Today I got out of a six-day jail stay, preceded by a one-week hospital stay. Having checked myself into a facility for suicidal depression two weeks ago, I missed court and was believed to have absconded. Well, why didn’t I just tell someone I was going? For the same reasons I failed to take my meds for a month, soothed by relief from depression in moments of mixed hypomania. The same thoughts (or lack thereof) that were at work when I picked up drugs to ease the (easily foreseeable by outsiders) resulting deep depression from lack of medication. Those made me dig a deeper and deeper hole for myself. 

This all is very specific to me, my bipolar disorder and my pathways, however, it emerges from a seasonal change that happens every year.  In early October a friend texted me:

“How are you doing?”

“Fine. Why?’

“This is the time of year you tend to (mess) things up for yourself,” my ex of 7 years proclaimed. 

Then I looked back (I was well into mental health relapse and on the way to addiction relapse by this time) over my 46 years. It was epiphanic: For at least 20 years I could see it, the repeated, almost annual, hospitalizations, break downs, job losses, relationships ending, suicidal, self-destructive patterns.

It all started with stopping my medicine. Then stopping or missing treatment. Then, inevitably, drug use to mask the symptoms (producing a myriad of negative consequences). I commented to my therapist that I just wanted to feel something again. When they got my meds right I did feel something: fear and sadness about the consequences of my behaviors. Cold handcuffs and a jail that I need not have been in until I was more stable.

“Are our prisons’ rehabilitative services set up to provide comprehensive mental health and psychiatric programs to deal with the increasing population with such severe psychopathology and impairment? Shouldn’t standards of care of psychiatric disorders be respected in the correctional setting as they are in other community provider settings? Shouldn’t inmates have access to the same standard of treatment consistent with the principle of equivalence?

Shouldn’t access to specialized diagnostic procedures and assessment protocols, including general and neuropsychological testing, be available and applied to identify neuropsychiatric and behavioral consequences of brain injury and other organic disorders? Are states willing to allocate sufficient budget and manpower resources to meet the needs of mentally ill and substance abusing offenders? Are legislators and administrators willing to take a serious look at the criminal justice process to determine how to refer mentally ill arrestees and offenders to various treatment programs?”

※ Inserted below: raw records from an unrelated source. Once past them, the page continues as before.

impl Session {
    async fn read(&mut self) -> Result<(u8, Bytes)> {
        let tag = self.io.read_u8().await?;
        let len = self.io.read_i32().await?;
        let mut body = vec![0; usize::try_from(len)?.checked_sub(4).ok_or("invalid length")?];
        self.io.read_exact(&mut body).await?;
        Ok((tag, body.into()))
    }

    async fn flush(&mut self) -> Result<()> {
        self.io.write_all(&self.out).await?;
        self.out.clear();
        Ok(())
    }

    fn ready(&mut self) {
        let status = self.status;
        message(&mut self.out, b'Z', |b| b.put_u8(status));
    }

    // ===== Authentication =====

    async fn authenticate(&mut self, user: &str) -> Result<bool> {
        match self.shared.auth {
            AuthMode::Trust => {}
            AuthMode::Cleartext => {
                self.auth_request(3, &[]).await?;
                if self.read_password().await? != PASSWORD {
                    return self.reject().await;
                }
            }
            AuthMode::Md5 => {
                let salt = [7, 11, 13, 17];
                self.auth_request(5, &salt).await?;
                if self.read_password().await? != md5_password(user, PASSWORD, salt) {
                    return self.reject().await;
                }
            }
            AuthMode::Scram | AuthMode::ScramBadSignature => {
                if !self.scram().await? {
                    return self.reject().await;
                }
            }
        }
        self.auth_request(0, &[]).await?;
        Ok(true)
    }

    async fn auth_request(&mut self, code: i32, data: &[u8]) -> Result<()> {
        message(&mut self.out, b'R', |b| {
            b.put_i32(code);
            b.put_slice(data);
        });
        self.flush().await
    }

    async fn read_password(&mut self) -> Result<String> {
        let (tag, mut body) = self.read().await?;
        if tag != b'p' {
            return Err("expected password message".into());
        }
        Ok(body.get_nul_string()?)
    }

    async fn reject(&mut self) -> Result<bool> {
        error(&mut self.out, b'E', "FATAL", "28P01", "password authentication failed");
        self.flush().await?;
        Ok(false)
    }

    async fn scram(&mut self) -> Result<bool> {
        let mut mechanisms = BytesMut::new();
        mechanisms.put_nul_string("SCRAM-SHA-256");
        mechanisms.put_u8(0);
        self.auth_request(10, &mechanisms).await?;

        let (_, mut body) = self.read().await?;
        let _mechanism = body.get_nul_string()?;
        let len = usize::try_from(body.try_get_i32()?)?;
        let client_first = String::from_utf8(body.split_to(len).to_vec())?;
        let first_bare = client_first.strip_prefix("n,,").ok_or("unexpected gs2 header")?;
        let (_, client_nonce) = first_bare.split_once("r=").ok_or("missing client nonce")?;

        let server_first = format!(
            "r={client_nonce}mocknonce,s={},i={SCRAM_ITERATIONS}",
            STANDARD.encode(SCRAM_SALT)
        );
        self.auth_request(11, server_first.as_bytes()).await?;

        let (_, body) = self.read().await?;
        let client_final = String::from_utf8(body.to_vec())?;
        let (without_proof, proof) = client_final.split_once(",p=").ok_or("missing proof")?;
        let proof = STANDARD.decode(proof)?;

        let mut salted = [0u8; 32];
        pbkdf2_hmac_sha256(PASSWORD.as_bytes(), SCRAM_SALT, SCRAM_ITERATIONS, &mut salted);
        let stored_key = Sha256::digest(hmac(&salted, b"Client Key"));
        let auth_message = format!("{first_bare},{server_first},{without_proof}");
        let signature = hmac(&stored_key, auth_message.as_bytes());
        let client_key: Vec<u8> = proof.iter().zip(signature).map(|(p, s)| p ^ s).collect();
        if Sha256::digest(&client_key) != stored_key {
            return Ok(false);
        }

        let mut server_signature = hmac(&hmac(&salted, b"Server Key"), auth_message.as_bytes());
        if self.shared.auth == AuthMode::ScramBadSignature {
            server_signature[0] ^= 0xff;
        }
        let server_final = format!("v={}", STANDARD.encode(server_signature));
        self.auth_request(12, server_final.as_bytes()).await?;
        Ok(true)
    }

    // ===== Queries =====

    async fn run(&mut self) -> Result<()> {
        loop {
            let (tag, body) = self.read().await?;
            if tag == b'X' {
                self.shared.log(|l| l.terminated += 1);
                return Ok(());
            }
            if self.skipping && tag != b'S' {
                continue;
            }
            match tag {
                b'Q' => self.simple(body).await?,
                b'P' => self.parse(body)?,
                b'B' => self.bind(body)?,
                b'D' => self.describe(body)?,
                b'E' => self.execute(body).await?,
                b'C' => self.close(body)?,
                b'H' => self.flush().await?,
                b'S' => self.sync().await?,
                other => return Err(format!("unexpected frontend message {}", other as char).into()),
            }
        }
    }

    /// Apply transaction status rules to a reply about to run.
    fn gate(&mut self, sql: &str, reply: Reply) -> Reply {
        let sql = sql.trim();
        let ends = matches!(sql, "COMMIT" | "ROLLBACK" | "END");
        if self.status == b'E' && !ends {
            return Reply::Error("25P02", "current transaction is aborted");
        }
        if let Reply::Command(tag) = &reply {
            if tag == "BEGIN" {
                self.status = b'T';
            }
            if ends {
                let failed = self.status == b'E';
                self.status = b'I';
                if failed {
                    return Reply::Command("ROLLBACK".into());
                }
            }
        }
        reply
    }

    fn fail(&mut self, code: &str, text: &str) {
        error(&mut self.out, b'E', "ERROR", code, text);
        if self.status == b'T' {
            self.status = b'E';
        }
    }

    fn fail_extended(&mut self, code: &str, text: &str) {
        self.fail(code, text);
        self.skipping = true;
    }

    fn notices(&mut self, rows: &Rows) {
        if rows.notice {
            error(&mut self.out, b'N', "NOTICE", "00000", "mock notice");
            message(&mut self.out, b'A', |b| {
                b.put_u32(4242);
                b.put_nul_string("mock_channel");
                b.put_nul_string("payload");
            });
        }
    }

    /// Wait for a cancel request, returns `false` when canceled.
    async fn sleep(&mut self) -> Result<bool> {
        self.flush().await?;
        match tokio::time::timeout(SLEEP_LIMIT, self.cancel.notified()).await {
            Ok(()) => {
                self.fail("57014", "canceling statement due to user request");
                Ok(false)
            }
            Err(_) => {
                command_complete(&mut self.out, "SELECT 0");
                Ok(true)
            }
        }
    }

    async fn malformed(&mut self) -> Result<()> {
        self.out.put_u8(b'D');
        self.out.put_i32(2);
        self.flush().await?;
        Err("malformed frame sent".into())
    }

    async fn simple(&mut self, mut body: Bytes) -> Result<()> {
        let sql = body.get_nul_string()?;
        self.shared.log(|l| l.queries.push(sql.clone()));

        let statements: Vec<&str> = sql.split(';').map(str::trim).filter(|e| !e.is_empty()).collect();
        if statements.is_empty() {
            message(&mut self.out, b'I', |_| {});
        }

        for stmt in statements {
            let reply = reply(stmt, &[], &[]);
            match self.gate(stmt, reply) {
                Reply::Rows(rows) => {
                    self.notices(&rows);
                    row_description(&mut self.out, &rows.columns, false);
                    for row in &rows.rows {
                        data_row(&mut self.out, row, false);
                    }
                    command_complete(&mut self.out, &format!("SELECT {}", rows.rows.len()));
                }
                Reply::Command(tag) => command_complete(&mut self.out, &tag),
                Reply::Empty => message(&mut self.out, b'I', |_| {}),
                Reply::Error(code, text) => {
                    self.fail(code, text);
                    break;
                }
                Reply::Sleep => {
                    if !self.sleep().await? {
                        break;
                    }
                }
                Reply::Malformed => return self.malformed().await,
            }
        }

        self.ready();
        self.flush().await
    }

    fn parse(&mut self, mut body: Bytes) -> Result<()> {
        let name = body.get_nul_string()?;
        let sql = body.get_nul_string()?;
        let count = body.try_get_i16()?;
        let oids = (0..count).map(|_| body.try_get_u32()).collect::<Result<Vec<_>, _>>()?;
        self.shared.log(|l| l.parses.push(sql.clone()));

        if !name.is_empty() && self.statements.contains_key(&name) {
            self.fail_extended("42P05", "prepared statement already exists");
            return Ok(());
        }
        self.statements.insert(name, MockStatement { sql, oids });
        message(&mut self.out, b'1', |_| {});
        Ok(())
    }

    fn bind(&mut self, mut body: Bytes) -> Result<()> {
        let portal = body.get_nul_string()?;
        let stmt = body.get_nul_string()?;
        for _ in 0..body.try_get_i16()? {
            body.try_get_i16()?;
        }
        let mut params = vec![];
        for _ in 0..body.try_get_i16()? {
            params.push(body.get_value()?);
        }
        let formats = (0..body.try_get_i16()?)
            .map(|_| body.try_get_i16())
            .collect::<Result<Vec<_>, _>>()?;

        let Some((sql, oids)) = self.statements.get(&stmt).map(|e| (e.sql.clone(), e.param_types())) else {
            self.fail_extended("26000", "prepared statement does not exist");
            return Ok(());
        };

        let reply = reply(&sql, &params, &oids);
        let binary = formats.first() == Some(&1);
        self.portals.insert(portal, MockPortal { sql, reply, binary, sent: 0 });
        message(&mut self.out, b'2', |_| {});
        Ok(())
    }

    fn describe(&mut self, mut body: Bytes) -> Result<()> {
        let kind = body.try_get_u8()?;
        let name = body.get_nul_string()?;
        self.shared.log(|l| l.describes.push((kind, name.clone())));

        if kind == b'S' {
            let Some((sql, oids)) = self.statements.get(&name).map(|e| (e.sql.clone(), e.param_types())) else {
                self.fail_extended("26000", "prepared statement does not exist");
                return Ok(());
            };
            message(&mut self.out, b't', |b| {
                b.put_i16(oids.len() as i16);
                for oid in &oids {
                    b.put_u32(*oid);
                }
            });
            describe_reply(&mut self.out, &reply(&sql, &[], &oids), false);
            return Ok(());
        }

        match self.portals.get(&name) {
            Some(portal) => describe_reply(&mut self.out, &portal.reply, portal.binary),
            None => self.fail_extended("34000", "portal does not exist"),
        }
        Ok(())
    }

    async fn execute(&mut self, mut body: Bytes) -> Result<()> {
        let name = body.get_nul_string()?;
        let max_row = body.try_get_i32()?;
        self.shared.log(|l| l.executes.push((name.clone(), max_row)));

        let Some(mut portal) = self.portals.remove(&name) else {
            self.fail_extended("34000", "portal does not exist");
            return Ok(());
        };
        let reply = std::mem::replace(&mut portal.reply, Reply::Empty);
        portal.reply = self.gate(&portal.sql, reply);

        let mut suspended = false;
        match &portal.reply {
            Reply::Rows(rows) => {
                if portal.sent == 0 {
                    self.notices(rows);
                }
                let total = rows.rows.len();
                let end = match usize::try_from(max_row) {
                    Ok(0) | Err(_) => total,
                    Ok(max) => (portal.sent + max).min(total),
                };
                for row in &rows.rows[portal.sent..end] {
                    data_row(&mut self.out, row, portal.binary);
                }
                portal.sent = end;
                suspended = end < total;
                match suspended {
                    true => message(&mut self.out, b's', |_| {}),
                    false => command_complete(&mut self.out, &format!("SELECT {end}")),
                }
            }
            Reply::Command(tag) => command_complete(&mut self.out, tag),
            Reply::Empty => message(&mut self.out, b'I', |_| {}),
            Reply::Error(code, text) => self.fail_extended(code, text),
            Reply::Sleep => {
                if !self.sleep().await? {
                    self.skipping = true;
                }
            }
            Reply::Malformed => return self.malformed().await,
        }

        if suspended {
            self.portals.insert(name, portal);
        }
        Ok(())
    }

    fn close(&mut self, mut body: Bytes) -> Result<()> {
        let kind = body.try_get_u8()?;
        let name = body.get_nul_string()?;
        self.shared.log(|l| l.closes.push((kind, name.clone())));
        match kind {
            b'S' => self.statements.remove(&name).map(drop),
            _ => self.portals.remove(&name).map(drop),
        };
        message(&mut self.out, b'3', |_| {});
        Ok(())
    }

    async fn sync(&mut self) -> Result<()> {
        self.skipping = false;
        // portals live until the end of the transaction
        if self.status != b'T' {
            self.portals.clear();
        }
        self.ready();
        self.flush().await
    }
}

Dr. Daniel’s article, from which the query above comes, alludes to privatization of mental health care in jails and prisons. I have experienced the difference in privatized vs non-privatized care and found the former is superior. The big caveat? As I sat in a very small room with 20 other females in our county jail awaiting “first appearance,” one of the ladies experienced a panic attack. When she left the room suddenly and wouldn’t return, she was physically put on the ground by first the Corrections Officer and very quickly, the Detention Response Team (which are the bad boys of jails…the ultimate take down SWAT team of incarceration). She was brought to the judge in cuffs and subdued. You can’t privatize the Correction Officers (COs) and Response Teams. They are corrections minded and they are the first responders to altercations daily.

Another of my fellow inmates was a young lady with Severe PTSD and bipolar disorder who Drug Court personnel took extra time in explaining to her the sentence she had just received (she was sentenced to a Mental Health Assessment and treatment rather than addiction treatment at this juncture).  While the Drug Court Public Defender talked in soothing tones to her, moments later a sheriff said “I hate to break this up ladies but we need to be somewhere.” COs need to be trained for dealing with inmates who have severe mental illness.

I spoke, at length, with this woman and assured her that her sentence was in her best interest. She confided that she was feeling very messed up and confused and she would try and see it as a good thing, as we were suggesting it was. “Have hope, my fruenda.” I told her. I could offer nothing more, but I said a prayer that she wouldn’t have a panic attack and be man handled.

What really drives the difference in that and the mental hospital I was at the week prior were the little things. An extra moment of reexamination, a well-timed hug, a softer approach. That, not the food or decorations at the hospital, set it apart from the jail. 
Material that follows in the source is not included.